** Opening Record extracts block **

//! HTTP request conversion for worker dispatch.
//!
//! Turns an axum request into the [`InboundRequest`] the manager routes.
//! Header names arrive lower-cased from `http`; repeated headers stay
//! repeated, in order.

use axum::http::Request;
use bytes::Bytes;

use edge_workers_core::InboundRequest;

/// Convert from axum request parts.
///
/// # Arguments
///
/// * `req` - The HTTP request (headers and metadata)
/// * `body` - The request body as bytes
pub fn inbound_from_axum<B>(req: &Request<B>, body: Bytes) -> InboundRequest {
    let headers: Vec<(String, String)> = req
        .headers()
        .iter()
        .map(|(name, value)| {
            (
                name.as_str().to_string(),
                String::from_utf8_lossy(value.as_bytes()).into_owned(),
            )
        })
        .collect();

    let mut inbound = InboundRequest::new(req.method().as_str(), req.uri().path());
    inbound.query = req.uri().query().map(str::to_string);
    inbound.headers = headers;
    inbound.body = body;
    inbound
}

#[cfg(test)]
mod tests {
    use axum::http::{Method, Request as HttpRequest};

    use super::*;

    #[test]
    fn test_from_axum() {
        let http_req = HttpRequest::builder()
            .method(Method::POST)
            .uri("/users/42?verbose=1")
            .header("Content-Type", "application/json")
            .header("X-Tag", "a")
            .header("X-Tag", "b")
            .body(())
            .unwrap();

        let body = Bytes::from(r#"{"name": "test"}"#);
        let req = inbound_from_axum(&http_req, body.clone());

        assert_eq!(req.method, "POST");
        assert_eq!(req.path, "/users/42");
        assert_eq!(req.query.as_deref(), Some("verbose=1"));
        assert_eq!(req.get_header("content-type"), Some("application/json"));
        assert_eq!(
            req.headers
                .iter()
                .filter(|(k, _)| k == "x-tag")
                .map(|(_, v)| v.as_str())
                .collect::<Vec<_>>(),
            vec!["a", "b"]
        );
        assert_eq!(req.body, body);
    }

    #[test]
    fn test_no_query() {
        let http_req = HttpRequest::builder().uri("/hello").body(()).unwrap();
        let req = inbound_from_axum(&http_req, Bytes::new());

        assert_eq!(req.method, "GET");
        assert!(req.query.is_none());
        assert!(req.body.is_empty());
    }
}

** Closing Record extracts block **

**Work required**: When the word "body" turns up on a line of the material above, copy that line.

**Exercise output**:
/// * `body` - The request body as bytes
pub fn inbound_from_axum<B>(req: &Request<B>, body: Bytes) -> InboundRequest {
    inbound.body = body;
            .body(())
        let body = Bytes::from(r#"{"name": "test"}"#);
        let req = inbound_from_axum(&http_req, body.clone());
        assert_eq!(req.body, body);
        let http_req = HttpRequest::builder().uri("/hello").body(()).unwrap();
        assert!(req.body.is_empty());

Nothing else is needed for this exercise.